Rupture diplomatique entre Kinshasa et Kigali : Qui sont les rebelles du M23 à l’origine de la crise ?


Rupture diplomatique entre Kinshasa et Kigali : Qui sont les rebelles du M23 à l’origine de la crise ?
La situation est une nouvelle fois préoccupante dans l'est de la République démocratique du Congo. En cause, l'offensive lancée fin octobre par les rebelles du M23 et la riposte de l'armée congolaise. Une situation qui a réveillé la tension entre Kigali et Kinshasa qui annonce l’expulsion de l’ambassadeur rwandais de son territoire. Qui sont ces rebelles du M23 à l’origine de la crise… 
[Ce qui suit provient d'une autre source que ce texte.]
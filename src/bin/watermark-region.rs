use std::path::{Path, PathBuf};
use std::process;

use clap::Parser;
use futures::executor::block_on;
use rayon::prelude::*;

use watermark_region::geometry::{DEFAULT_MAX_DISPLAY_HEIGHT, DEFAULT_MAX_DISPLAY_WIDTH};
use watermark_region::{
    is_supported_image, DisplayPoint, EditorConfig, EditorController, FillColor, FsImageSource,
    PointerButton, RemovalMode, RemovalRequest,
};

/// A primary-button drag on the display surface.
#[derive(Debug, Clone, Copy)]
struct Gesture {
    from: DisplayPoint,
    to: DisplayPoint,
}

#[derive(Parser)]
#[command(
    name = "watermark-region",
    about = "Mark a watermark region on an image and preview its removal",
    version,
    after_help = "Simple usage: watermark-region <image>  (default bottom-right region)\n\n\
                  Drags and picks are given in display-surface pixels, i.e. on the image\n\
                  scaled to fit --max-width x --max-height, exactly as a pointer would."
)]
struct Cli {
    /// Input image file or directory
    input: String,

    /// Preview output file or directory (default: {name}_region.png)
    #[arg(short, long)]
    output: Option<String>,

    /// Pointer drag on the display surface as X0,Y0:X1,Y1 (repeatable)
    #[arg(short, long = "drag", value_parser = parse_gesture)]
    drags: Vec<Gesture>,

    /// Removal mode (blur or fill)
    #[arg(short, long, default_value = "blur")]
    mode: RemovalMode,

    /// Fill color as #rrggbb
    #[arg(short, long)]
    color: Option<String>,

    /// Sample the fill color at display point X,Y (fill mode only)
    #[arg(long, value_parser = parse_point)]
    pick: Option<DisplayPoint>,

    /// Maximum display surface width
    #[arg(long, default_value_t = DEFAULT_MAX_DISPLAY_WIDTH)]
    max_width: u32,

    /// Maximum display surface height
    #[arg(long, default_value_t = DEFAULT_MAX_DISPLAY_HEIGHT)]
    max_height: u32,

    /// Print removal requests as JSON
    #[arg(long)]
    json: bool,

    /// Enable verbose output
    #[arg(short, long)]
    verbose: bool,

    /// Suppress all non-error output
    #[arg(short, long)]
    quiet: bool,
}

/// Settings shared by every processed image.
struct Options {
    config: EditorConfig,
    drags: Vec<Gesture>,
    mode: RemovalMode,
    color: Option<FillColor>,
    pick: Option<DisplayPoint>,
}

/// Result of previewing a single image.
struct PreviewResult {
    path: PathBuf,
    request: Option<RemovalRequest>,
    message: String,
}

fn parse_point(s: &str) -> Result<DisplayPoint, String> {
    let (x, y) = s
        .split_once(',')
        .ok_or_else(|| format!("expected X,Y, got '{s}'"))?;
    let x: f64 = x.trim().parse().map_err(|e| format!("bad x in '{s}': {e}"))?;
    let y: f64 = y.trim().parse().map_err(|e| format!("bad y in '{s}': {e}"))?;
    Ok(DisplayPoint::new(x, y))
}

fn parse_gesture(s: &str) -> Result<Gesture, String> {
    let (from, to) = s
        .split_once(':')
        .ok_or_else(|| format!("expected X0,Y0:X1,Y1, got '{s}'"))?;
    Ok(Gesture {
        from: parse_point(from)?,
        to: parse_point(to)?,
    })
}

fn main() {
    let cli = Cli::parse();

    let level = if cli.verbose {
        "debug"
    } else if cli.quiet {
        "error"
    } else {
        "warn"
    };
    env_logger::Builder::from_env(env_logger::Env::default().default_filter_or(level)).init();

    let color = match cli.color.as_deref().map(FillColor::parse).transpose() {
        Ok(c) => c,
        Err(e) => {
            eprintln!("Error: {e}");
            process::exit(1);
        }
    };

    if cli.max_width == 0 || cli.max_height == 0 {
        eprintln!("Error: Display bounds must be positive");
        process::exit(1);
    }

    let opts = Options {
        config: EditorConfig {
            max_display_width: cli.max_width,
            max_display_height: cli.max_height,
            ..EditorConfig::default()
        },
        drags: cli.drags.clone(),
        mode: cli.mode,
        color,
        pick: cli.pick,
    };

    let input_path = Path::new(&cli.input);
    if !input_path.exists() {
        eprintln!("Error: Input path does not exist: {}", cli.input);
        process::exit(1);
    }

    let results = if input_path.is_dir() {
        let Some(output_dir) = cli.output.as_ref().map(PathBuf::from) else {
            eprintln!("Error: Output directory is required for batch processing");
            eprintln!("Usage: watermark-region <input_dir> -o <output_dir>");
            process::exit(1);
        };
        preview_directory(input_path, &output_dir, &opts)
    } else {
        let output_path = match &cli.output {
            Some(o) => PathBuf::from(o),
            None => default_preview_path(input_path),
        };
        vec![preview_file(input_path, &output_path, &opts)]
    };

    let mut ok_count = 0u32;
    let mut fail_count = 0u32;
    for r in &results {
        print_result(r, &cli);
        if r.request.is_some() {
            ok_count += 1;
        } else {
            fail_count += 1;
        }
    }

    if results.len() > 1 && !cli.quiet {
        eprintln!();
        eprint!("[Summary] Previewed: {ok_count}");
        if fail_count > 0 {
            eprint!(", Failed: {fail_count}");
        }
        eprintln!(" (Total: {})", results.len());
    }

    if fail_count > 0 {
        process::exit(1);
    }
}

/// `"photo.jpg"` becomes `"photo_region.png"`.
fn default_preview_path(input: &Path) -> PathBuf {
    let stem = input.file_stem().unwrap_or_default().to_string_lossy();
    let parent = input.parent().unwrap_or(Path::new("."));
    parent.join(format!("{stem}_region.png"))
}

fn preview_file(input: &Path, output: &Path, opts: &Options) -> PreviewResult {
    let mut result = PreviewResult {
        path: input.to_path_buf(),
        request: None,
        message: String::new(),
    };

    let mut editor = EditorController::new(opts.config.clone());
    if let Err(e) = block_on(editor.load_image(&FsImageSource::default(), input)) {
        result.message = format!("Failed to load: {e}");
        return result;
    }

    editor.set_mode(opts.mode);
    if let Some(color) = opts.color {
        editor.set_fill_color(color);
    }
    for gesture in &opts.drags {
        editor.pointer_down(gesture.from, PointerButton::Primary);
        editor.pointer_move(gesture.to);
        editor.pointer_up();
    }
    if let Some(pick) = opts.pick {
        editor.pointer_down(pick, PointerButton::Secondary);
    }

    if let Some(surface) = editor.surface() {
        if let Err(e) = surface.save(output) {
            result.message = format!("Failed to save preview: {e}");
            return result;
        }
    }

    match editor.request() {
        Ok(request) => {
            result.message = format!("Preview saved to {}", output.display());
            result.request = Some(request);
        }
        Err(e) => result.message = e.to_string(),
    }
    result
}

fn preview_directory(input_dir: &Path, output_dir: &Path, opts: &Options) -> Vec<PreviewResult> {
    let entries: Vec<PathBuf> = match std::fs::read_dir(input_dir) {
        Ok(rd) => rd
            .filter_map(std::result::Result::ok)
            .filter(|e| e.file_type().map(|ft| ft.is_file()).unwrap_or(false))
            .map(|e| e.path())
            .filter(|p| is_supported_image(p))
            .collect(),
        Err(e) => {
            return vec![PreviewResult {
                path: input_dir.to_path_buf(),
                request: None,
                message: format!("Failed to read directory: {e}"),
            }];
        }
    };

    if let Err(e) = std::fs::create_dir_all(output_dir) {
        return vec![PreviewResult {
            path: output_dir.to_path_buf(),
            request: None,
            message: format!("Failed to create output directory: {e}"),
        }];
    }

    entries
        .par_iter()
        .map(|input| {
            let name = default_preview_path(input);
            let output = output_dir.join(name.file_name().unwrap_or_default());
            preview_file(input, &output, opts)
        })
        .collect()
}

fn print_result(result: &PreviewResult, cli: &Cli) {
    let filename = result.path.file_name().map_or_else(
        || result.path.display().to_string(),
        |f| f.to_string_lossy().to_string(),
    );

    let Some(request) = &result.request else {
        eprintln!("[FAIL] {filename}: {}", result.message);
        return;
    };

    if cli.json {
        match serde_json::to_string_pretty(request) {
            Ok(json) => println!("{json}"),
            Err(e) => eprintln!("[FAIL] {filename}: {e}"),
        }
    } else if !cli.quiet {
        println!(
            "{filename}: region {} mode {} color {}",
            request.region(),
            request.mode,
            request.color
        );
    }

    if !cli.quiet {
        eprintln!("[OK] {filename}");
    }
    if cli.verbose {
        eprintln!("  -> {}", result.message);
    }
}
Qui sont les rebelles du M23
Le « Mouvement du 23 mars » (M23), qui a gagné du terrain samedi 29 octobre dans l'est de la République démocratique du Congo, est issu d'une rébellion tutsi congolaise autrefois soutenue par le Rwanda et l'Ouganda. Le M23 a repris les armes fin 2021. Également appelée « Armée révolutionnaire congolaise », le M23 s'est emparé de plusieurs localités du territoire de Rutshuru situées sur une route nationale stratégique desservant Goma, chef-lieu de la province du Nord-Kivu. Considéré comme le dernier avatar de rébellion à dominante tutsi dans l'Est troublé de la RDC, le M23 est né en mai 2012 d'une mutinerie d'anciens rebelles du Congrès national pour la défense du peuple (CNDP) intégrés au sein de l'armée congolaise. Les mutins accusent alors Kinshasa de ne pas respecter les clauses de l'accord signé le 23 mars 2009 (d'où le nom de leur « mouvement du 23 mars ») qui avait permis leur intégration militaire. Le M23, qui a occupé Goma pendant une dizaine de jours en novembre-décembre 2012, a été vaincu l'année suivante par les forces armées congolaises épaulées par les Casques bleus de l'ONU, après 18 mois de guérilla. Après sa défaite militaire, le M23 poursuit des négociations avec Kinshasa, tandis que plusieurs centaines de ses combattants trouvent refuge en Ouganda, où ils ont été cantonnés, et au Rwanda.

Aux racines du M23, le CNDP
En 2004, une insurrection commence dans le Sud-Kivu et s'étendra ensuite au Nord, menée par deux officiers dissidents, dont le général Laurent Nkunda, issus de l'ex-rébellion pro-rwandaise du Rassemblement congolais pour la démocratie (RCD). Kinshasa accuse le Rwanda, qui dément, de soutenir les dissidents. Deux ans plus tard, Nkunda lance son mouvement, le Congrès national pour la défense du peuple (CNDP). En 2008, Kinshasa accuse encore une fois Kigali d'envoyer des troupes pour appuyer le CNDP face à l'armée de RDC. Puis l'année suivante, par le biais d'un surprenant retournement d'alliance, des soldats rwandais entrent en RDC, cette fois avec l'accord de Kinshasa, pour y traquer avec l'armée congolaise les rebelles rwandais hutu des FDLR (Forces démocratiques de libération du Rwanda). Nkunda est arrêté durant cette opération.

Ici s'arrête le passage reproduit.